Add export for goodreads csv #63

donoftime · 2022-03-17T13:13:36Z

Thank you for implementing the api and cli clients - they were a joy to use, which is impressive given the lack of public-facing documentation!

The main use case that I have is to keep my audible library in sync with goodreads. I threw together a minimal script to get the job done last night (https://github.com/donoftime/audible-goodreads), but I think that could be made generally useful as well. Given there is a dedicated support page for the lack of integration, I imagine it is something others would like to see as well: https://help.goodreads.com/s/article/Can-I-link-my-Goodreads-and-Audible-accounts

If I get a chance, I'll circle back and make it a plugin like the other examples in the readme. But I thought I would bring it up here in case someone else gets to it before me!
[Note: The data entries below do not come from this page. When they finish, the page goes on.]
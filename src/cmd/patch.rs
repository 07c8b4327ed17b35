// ============================================================================
// src/cmd/patch.rs – Interactive wrapper around one orchestration pass
// ============================================================================

use crate::cmd::Session;
use crate::patcher::{PatchReport, Patcher};
use crate::ui::{flag_label, UX};
use anyhow::{Context, Result};
use dialoguer::Confirm;
use tracing::info;

pub fn run(ui: &UX, session: &Session, assume_yes: bool) -> Result<()> {
    session.ensure_live_root("patch")?;
    ui.phase("Boot pipeline patch");

    let host = session.host();
    let patcher = Patcher::new(host, &session.cfg.unlock_module, &session.release);
    let state = patcher.classify();
    ui.data_panel(
        "Before",
        &[
            ("State", state.label().to_string()),
            ("Module tree", session.layout.modules_dir().display().to_string()),
            (
                "Release",
                format!("{} {}", session.release.id, session.release.version),
            ),
        ],
    );

    if !assume_yes {
        let proceed = Confirm::new()
            .with_prompt("Patch dracut modules and rebuild the initramfs now?")
            .default(false)
            .interact()
            .context("read confirmation")?;
        if !proceed {
            ui.note("Aborted; nothing was changed.");
            return Ok(());
        }
    }

    let report = patcher.run().context("boot pipeline patch failed")?;
    info!(mutated = report.mutated(), "patch pass finished");
    print_report(ui, &report);
    Ok(())
}

fn print_report(ui: &UX, report: &PatchReport) {
    if !report.applicable {
        ui.note(
            "Module patching does not apply to this release; no change made.",
        );
        return;
    }

    let mut rows = vec![
        (
            "LVM slot",
            report
                .lvm_slot
                .map(|r| format!("{r:?}"))
                .unwrap_or_else(|| "ok".to_string()),
        ),
        ("Legacy patch removed", flag_label(report.legacy.is_some())),
        ("Previous module retired", flag_label(report.stale_module_removed)),
    ];
    if let Some(install) = &report.install {
        rows.push(("Root device", install.root_device.clone()));
        rows.push(("Partition", install.partition.clone()));
    } else {
        rows.push(("Module installed", flag_label(false)));
    }
    rows.push((
        "Initramfs rebuilt",
        report
            .rebuilt_kernel
            .clone()
            .unwrap_or_else(|| "not needed".to_string()),
    ));
    ui.data_panel("After", &rows);

    if report.mutated() {
        ui.success("Boot pipeline is current.");
    } else {
        ui.success("Nothing to do; boot pipeline already current.");
    }
}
mkb79 · 2022-03-17T15:46:29Z

Hi,

extensions for audible-cli are welcome. Your script looks good.

Due to your additional dependencies (pandas and isbntools), I would prefer you write a plugin package instead of a plugin script. Thus, all dependencies are properly installed. And you do not need to invoke another command to get the library.json data first!

Below is a POC plugin for you. The Problem is in my case, that the file only has headlines but no content! The pd DataFrame has the library! But it seams something is going wrong after this!

FYI: Most of library items have an isbn. Maybe you can reuse this?! I have added them using the isbn_api key.

import asyncio
import logging
import pathlib

import audible
import click
from audible_cli.config import pass_session
from audible_cli.models import Library
from pandas import DataFrame, to_datetime
from isbntools.app import isbn_from_words


logger = logging.getLogger("audible_cli.cmds.cmd_goodreads-transform")


@click.command("goodreads-transform")
@click.option(
    "--output", "-o",
    type=click.Path(path_type=pathlib.Path),
    default=pathlib.Path().cwd() / "library.csv",
    show_default=True,
    help="output file"
)
@click.option(
    "--timeout", "-t",
    type=click.INT,
    default=10,
    show_default=True,
    help=(
        "Increase the timeout time if you got any TimeoutErrors. "
        "Set to 0 to disable timeout."
    )
)
@click.option(
    "--bunch-size",
    type=click.IntRange(10, 1000),
    default=1000,
    show_default=True,
    help="How many library items should be requested per request. A lower "
         "size results in more requests to get the full library. A higher "
         "size can result in a TimeOutError on low internet connections."
)
@pass_session
def cli(session, **params):
    """YOUR COMMAND DESCRIPTION"""
    loop = asyncio.get_event_loop()
    try:
        loop.run_until_complete(_goodreads_transform(session.auth, **params))
    finally:
        loop.run_until_complete(loop.shutdown_asyncgens())
        loop.close()


async def _goodreads_transform(auth, **params):
    output = params.get("output")

    logger.debug("fetching library")
    library = await _get_library(auth, **params)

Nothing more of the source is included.